Items from a dataset:

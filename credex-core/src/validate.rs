//! Explicit field validation for operation inputs.
//!
//! Each request struct exposes a `validate()` method built from the checks
//! in this module, returning a [`ValidationReport`] of every failed
//! constraint rather than bailing on the first one.

use std::fmt;

use once_cell::sync::Lazy;
use regex::Regex;
use serde::Serialize;

/// Inclusive lower bound on plaintext password length, in bytes.
pub const PASSWORD_MIN_LENGTH: u16 = 8;
/// Inclusive upper bound on plaintext password length, in bytes.
pub const PASSWORD_MAX_LENGTH: u16 = 30;

// RFC-approximate: dot-atom local part, at least one dot in the domain.
// "user@host" without a TLD label is rejected.
static EMAIL_PATTERN: Lazy<Regex> = Lazy::new(|| {
    Regex::new(
        r"^[A-Za-z0-9.!#$%&'*+/=?^_`{|}~-]+@[A-Za-z0-9](?:[A-Za-z0-9-]{0,61}[A-Za-z0-9])?(?:\.[A-Za-z0-9](?:[A-Za-z0-9-]{0,61}[A-Za-z0-9])?)+$",
    )
    .expect("email pattern compiles")
});

/// A single failed constraint on a named input field.
#[derive(Debug, Clone, PartialEq, Eq, Serialize)]
pub struct FieldViolation {
    /// Name of the offending field, as spelled on the request struct.
    pub field: &'static str,
    /// The constraint that failed.
    pub rule: ViolationRule,
}

impl fmt::Display for FieldViolation {
    fn fmt(&self, f: &mut fmt::Formatter<'_>) -> fmt::Result {
        write!(f, "{}: {}", self.field, self.rule)
    }
}

/// The constraint behind a [`FieldViolation`].
#[derive(Debug, Clone, PartialEq, Eq, Serialize)]
pub enum ViolationRule {
    /// Field was empty.
    Required,
    /// Field is not a syntactically plausible email address.
    Email,
    /// Field is shorter than the given byte length.
    MinLength(u16),
    /// Field is longer than the given byte length.
    MaxLength(u16),
    /// Field must equal the named sibling field.
    EqualsField(&'static str),
    /// Field must differ from the named sibling field.
    NotEqualsField(&'static str),
    /// Numeric field must be a positive identifier.
    Positive,
}

impl fmt::Display for ViolationRule {
    fn fmt(&self, f: &mut fmt::Formatter<'_>) -> fmt::Result {
        match self {
            Self::Required => write!(f, "must not be empty"),
            Self::Email => write!(f, "must be a valid email address"),
            Self::MinLength(len) => {
                write!(f, "must be at least {} characters", len)
            }
            Self::MaxLength(len) => {
                write!(f, "must be at most {} characters", len)
            }
            Self::EqualsField(other) => write!(f, "must match {}", other),
            Self::NotEqualsField(other) => write!(f, "must differ from {}", other),
            Self::Positive => write!(f, "must be a positive id"),
        }
    }
}

/// Outcome of validating one request struct.
#[derive(Debug, Clone, Default, PartialEq, Eq, Serialize)]
pub struct ValidationReport {
    /// Every failed constraint, in field declaration order.
    pub violations: Vec<FieldViolation>,
}

impl ValidationReport {
    /// True when no constraint failed.
    pub fn is_satisfied(&self) -> bool {
        self.violations.is_empty()
    }

    /// True when the named field has at least one violation.
    pub fn has_violation_on(&self, field: &str) -> bool {
        self.violations.iter().any(|v| v.field == field)
    }

    pub(crate) fn push(&mut self, field: &'static str, rule: ViolationRule) {
        self.violations.push(FieldViolation { field, rule });
    }
}

impl fmt::Display for ValidationReport {
    fn fmt(&self, f: &mut fmt::Formatter<'_>) -> fmt::Result {
        for (i, violation) in self.violations.iter().enumerate() {
            if i > 0 {
                write!(f, "; ")?;
            }
            write!(f, "{}", violation)?;
        }
        Ok(())
    }
}

/// Required + email syntax. An empty value reports only `Required`.
pub(crate) fn check_email(report: &mut ValidationReport, field: &'static str, value: &str) {
    if value.is_empty() {
        report.push(field, ViolationRule::Required);
        return;
    }
    if !EMAIL_PATTERN.is_match(value) {
        report.push(field, ViolationRule::Email);
    }
}

/// Required + password length bounds. Lengths are byte lengths.
pub(crate) fn check_password(report: &mut ValidationReport, field: &'static str, value: &str) {
    if value.is_empty() {
        report.push(field, ViolationRule::Required);
        return;
    }
    if value.len() < PASSWORD_MIN_LENGTH as usize {
        report.push(field, ViolationRule::MinLength(PASSWORD_MIN_LENGTH));
    }
    if value.len() > PASSWORD_MAX_LENGTH as usize {
        report.push(field, ViolationRule::MaxLength(PASSWORD_MAX_LENGTH));
    }
}

/// Required + exact equality with a sibling field (confirmation inputs).
pub(crate) fn check_equals(
    report: &mut ValidationReport,
    field: &'static str,
    other_field: &'static str,
    value: &str,
    other: &str,
) {
    if value.is_empty() {
        report.push(field, ViolationRule::Required);
        return;
    }
    if value != other {
        report.push(field, ViolationRule::EqualsField(other_field));
    }
}

/// Inequality with a sibling field (new value must actually change).
pub(crate) fn check_not_equals(
    report: &mut ValidationReport,
    field: &'static str,
    other_field: &'static str,
    value: &str,
    other: &str,
) {
    if !value.is_empty() && value == other {
        report.push(field, ViolationRule::NotEqualsField(other_field));
    }
}

/// Store-assigned ids are positive; zero and negatives are never valid.
pub(crate) fn check_positive_id(report: &mut ValidationReport, field: &'static str, id: i64) {
    if id <= 0 {
        report.push(field, ViolationRule::Positive);
    }
}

- **What you need to do**:
Filter the records above down to the lines that hold the string "Lazy".

- **Task result**:
use once_cell::sync::Lazy;
static EMAIL_PATTERN: Lazy<Regex> = Lazy::new(|| {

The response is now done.